Herding tribes from Dunar and Dnepr territories, originating from the Middle East culture, migrated to Polish territory during Neolithic time. Dog bone fragments found in different archeological sites in varius regions of Poland suggest that the newcomers kept medium sized dogs. Later there are only a few foreign sources mentioning this type of dog. First notes in the native literature relating to breeding animals in Poland were found in XIII century. They originate from farms keeping a flock of sheep (200-300). Supervision of those valuable, frequently imported flocks was provided by shepherds and dogs. Based on those sources it can be assumed that a native herding dog could have been developed already from the nest of dogs kept for generations with the herds.

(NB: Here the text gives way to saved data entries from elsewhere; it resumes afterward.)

// file: src/parser/pdf.rs
// description: styled text extraction from pdf content streams
// reference: https://docs.rs/lopdf

use crate::error::{PipelineError, Result};
use crate::parser::layout::{
    DocumentLayout, LayoutExtractor, PageLayout, TextBlock, TextLine, TextSpan,
};
use lopdf::content::{Content, Operation};
use lopdf::{Dictionary, Document, Encoding, Object, ObjectId};
use std::collections::HashMap;
use std::path::Path;
use tracing::{debug, warn};

const BOLD_MARKERS: [&str; 4] = ["bold", "black", "heavy", "semibold"];

/// TJ adjustments at or beyond this (thousandths of an em) read as a word gap.
const WORD_GAP_THRESHOLD: f32 = 200.0;

/// Text render mode "fill, then stroke", commonly used for synthetic bold.
const RENDER_MODE_FILL_STROKE: i64 = 2;

/// Walks each page's content stream and reports every `BT`…`ET` text object
/// as one block of styled lines.
#[derive(Debug, Clone, Copy, Default)]
pub struct PdfLayoutExtractor;

impl PdfLayoutExtractor {
    pub fn new() -> Self {
        Self
    }
}

impl LayoutExtractor for PdfLayoutExtractor {
    fn extract(&self, path: &Path) -> Result<DocumentLayout> {
        let name = document_name(path);
        let doc = Document::load(path).map_err(|e| PipelineError::document_parse(&name, e))?;

        if doc.is_encrypted() {
            warn!("{} is encrypted; text may be unreadable", name);
        }

        let mut pages = Vec::new();
        for (number, page_id) in doc.get_pages() {
            let fonts = page_fonts(&doc, page_id)
                .map_err(|e| PipelineError::document_parse(&name, format!("page {number}: {e}")))?;
            let raw = doc
                .get_page_content(page_id)
                .map_err(|e| PipelineError::document_parse(&name, format!("page {number}: {e}")))?;
            let content = Content::decode(&raw)
                .map_err(|e| PipelineError::document_parse(&name, format!("page {number}: {e}")))?;

            let blocks = TextObjectWalker::new(&fonts).walk(&content.operations);
            pages.push(PageLayout::new(number, blocks));
        }

        let layout = DocumentLayout::new(name, pages);
        debug!(
            "Extracted {} page(s), {} block(s) from {}",
            layout.pages.len(),
            layout.block_count(),
            layout.name
        );
        Ok(layout)
    }
}

pub fn document_name(path: &Path) -> String {
    path.file_name()
        .map(|name| name.to_string_lossy().to_string())
        .unwrap_or_else(|| path.display().to_string())
}

/// Style and text encoding of one font resource on a page.
struct PageFont<'a> {
    bold: bool,
    encoding: Option<Encoding<'a>>,
}

impl<'a> PageFont<'a> {
    fn from_dictionary(doc: &'a Document, font: &'a Dictionary) -> Self {
        let bold = font
            .get(b"BaseFont")
            .and_then(Object::as_name)
            .map(|base| is_bold_font_name(&String::from_utf8_lossy(base)))
            .unwrap_or(false);

        let encoding = if font.type_is(b"Font") {
            font.get_font_encoding(doc)
                .inspect_err(|e| debug!("No usable encoding for font: {}", e))
                .ok()
        } else {
            None
        };

        Self { bold, encoding }
    }
}

/// Font resource name -> weight and encoding for one page.
fn page_fonts(
    doc: &Document,
    page_id: ObjectId,
) -> lopdf::Result<HashMap<Vec<u8>, PageFont<'_>>> {
    Ok(doc
        .get_page_fonts(page_id)?
        .into_iter()
        .map(|(resource, font)| (resource, PageFont::from_dictionary(doc, font)))
        .collect())
}

pub fn is_bold_font_name(base_font: &str) -> bool {
    let lowered = base_font.to_ascii_lowercase();
    BOLD_MARKERS.iter().any(|marker| lowered.contains(marker))
}

struct TextObjectWalker<'a> {
    fonts: &'a HashMap<Vec<u8>, PageFont<'a>>,
    font: Option<&'a PageFont<'a>>,
    font_size: f32,
    matrix_scale: f32,
    render_mode: i64,
    in_text_object: bool,
    blocks: Vec<TextBlock>,
    lines: Vec<TextLine>,
    line: Vec<TextSpan>,
}

impl<'a> TextObjectWalker<'a> {
    fn new(fonts: &'a HashMap<Vec<u8>, PageFont<'a>>) -> Self {
        Self {
            fonts,
            font: None,
            font_size: 0.0,
            matrix_scale: 1.0,
            render_mode: 0,
            in_text_object: false,
            blocks: Vec::new(),
            lines: Vec::new(),
            line: Vec::new(),
        }
    }

    fn walk(mut self, operations: &[Operation]) -> Vec<TextBlock> {
        for operation in operations {
            self.apply(operation);
        }
        self.end_text_object();
        self.blocks
    }

    fn apply(&mut self, operation: &Operation) {
        let operands = &operation.operands;
        match operation.operator.as_str() {
            "BT" => {
                self.end_text_object();
                self.in_text_object = true;
                self.matrix_scale = 1.0;
            }
            "ET" => self.end_text_object(),
            "Tf" => {
                if let Some(Object::Name(resource)) = operands.first() {
                    self.font = self.fonts.get(resource);
                }
                if let Some(size) = operands.get(1).and_then(as_number) {
                    self.font_size = size.abs();
                }
            }
            "Tr" => {
                if let Some(Object::Integer(mode)) = operands.first() {
                    self.render_mode = *mode;
                }
            }
            "Tm" => {
                let b = operands.get(1).and_then(as_number).unwrap_or(0.0);
                let d = operands.get(3).and_then(as_number).unwrap_or(1.0);
                let scale = (b * b + d * d).sqrt();
                self.matrix_scale = if scale > 0.0 { scale } else { 1.0 };
                self.break_line();
            }
            "Td" | "TD" | "T*" => self.break_line(),
            "Tj" | "TJ" => self.show_text(operands.first()),
            "'" => {
                self.break_line();
                self.show_text(operands.first());
            }
            "\"" => {
                self.break_line();
                self.show_text(operands.get(2));
            }
            _ => {}
        }
    }

    fn show_text(&mut self, operand: Option<&Object>) {
        let encoding = self.font.and_then(|font| font.encoding.as_ref());
        if let Some(text) = operand.and_then(|object| decode_text_operand(object, encoding)) {
            self.push_span(text);
        }
    }

    fn push_span(&mut self, text: String) {
        if !self.in_text_object || text.is_empty() {
            return;
        }
        let font_bold = self.font.is_some_and(|font| font.bold);
        let bold = font_bold || self.render_mode == RENDER_MODE_FILL_STROKE;
        let font_size = self.font_size * self.matrix_scale;

        match self.line.last_mut() {
            Some(last) if last.bold == bold && last.font_size == font_size => {
                last.text.push_str(&text);
            }
            _ => self.line.push(TextSpan::new(text, font_size, bold)),
        }
    }

    fn break_line(&mut self) {
        if !self.line.is_empty() {
            self.lines.push(TextLine::new(std::mem::take(&mut self.line)));
        }
    }

    fn end_text_object(&mut self) {
        self.break_line();
        if !self.lines.is_empty() {
            self.blocks
                .push(TextBlock::new(std::mem::take(&mut self.lines)));
        }
        self.in_text_object = false;
    }
}

fn as_number(object: &Object) -> Option<f32> {
    match object {
        Object::Integer(value) => Some(*value as f32),
        Object::Real(value) => Some(*value as f32),
        _ => None,
    }
}

fn decode_text_operand(object: &Object, encoding: Option<&Encoding>) -> Option<String> {
    match object {
        Object::String(bytes, _) => Some(decode_font_string(bytes, encoding)),
        Object::Array(items) => {
            let mut text = String::new();
            for item in items {
                match item {
                    Object::String(bytes, _) => {
                        text.push_str(&decode_font_string(bytes, encoding));
                    }
                    other => {
                        // Negative adjustments move the pen right.
                        if as_number(other).is_some_and(|gap| -gap >= WORD_GAP_THRESHOLD)
                            && !text.ends_with(' ')
                        {
                            text.push(' ');
                        }
                    }
                }
            }
            Some(text)
        }
        _ => None,
    }
}

/// Decodes through the font's encoding or ToUnicode map when lopdf understands it.
fn decode_font_string(bytes: &[u8], encoding: Option<&Encoding>) -> String {
    encoding
        .and_then(|encoding| Document::decode_text(encoding, bytes).ok())
        .unwrap_or_else(|| decode_pdf_string(bytes))
}

/// UTF-16BE when BOM-prefixed or when every high byte is zero (two-byte
/// identity codes), otherwise one byte per character.
fn decode_pdf_string(bytes: &[u8]) -> String {
    let utf16 = match bytes.strip_prefix(&[0xFE, 0xFF]) {
        Some(rest) => Some(rest),
        None if looks_like_utf16(bytes) => Some(bytes),
        None => None,
    };

    match utf16 {
        Some(utf16) => {
            let units: Vec<u16> = utf16
                .chunks_exact(2)
                .map(|pair| u16::from_be_bytes([pair[0], pair[1]]))
                .collect();
            String::from_utf16_lossy(&units)
        }
        None => bytes.iter().map(|&b| b as char).collect(),
    }
}

fn looks_like_utf16(bytes: &[u8]) -> bool {
    !bytes.is_empty()
        && bytes.len() % 2 == 0
        && bytes.iter().step_by(2).all(|&high| high == 0)
        && bytes.iter().skip(1).step_by(2).all(|&low| low != 0)
}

The existence of an established and valuable working shaggy polish sheepdog in the middle ages is confirmed in a written note from the XVI century found in a P.O. Wilson book entitled "The Bearded Collie" ( London 1971). According to a document from a trade transaction dated in 1514, there were 6 polish sheepdogs on board of a ship that sailed from Gdansk to Scotland. The merchant Kazimierz Grabski intended to exchange grain for Scottish sheep. The dogs role was to separate the 20 chosen sheep (from a flock of 60) and herd them to the cages. The Scottish shepherd impressed by their working skills offered to exchange more sheep for the dogs. Finally two bitches and one stud dog were traded for a ram and ewe. P.O. Wilson states that shaggy dogs were brought to the British Islands from Western Europe around 2000 BC. The Polish Sheepdogs imported to Scotland in the 16th century contributed to the shaping of the contemporary Bearded Collie (similar to our PONs).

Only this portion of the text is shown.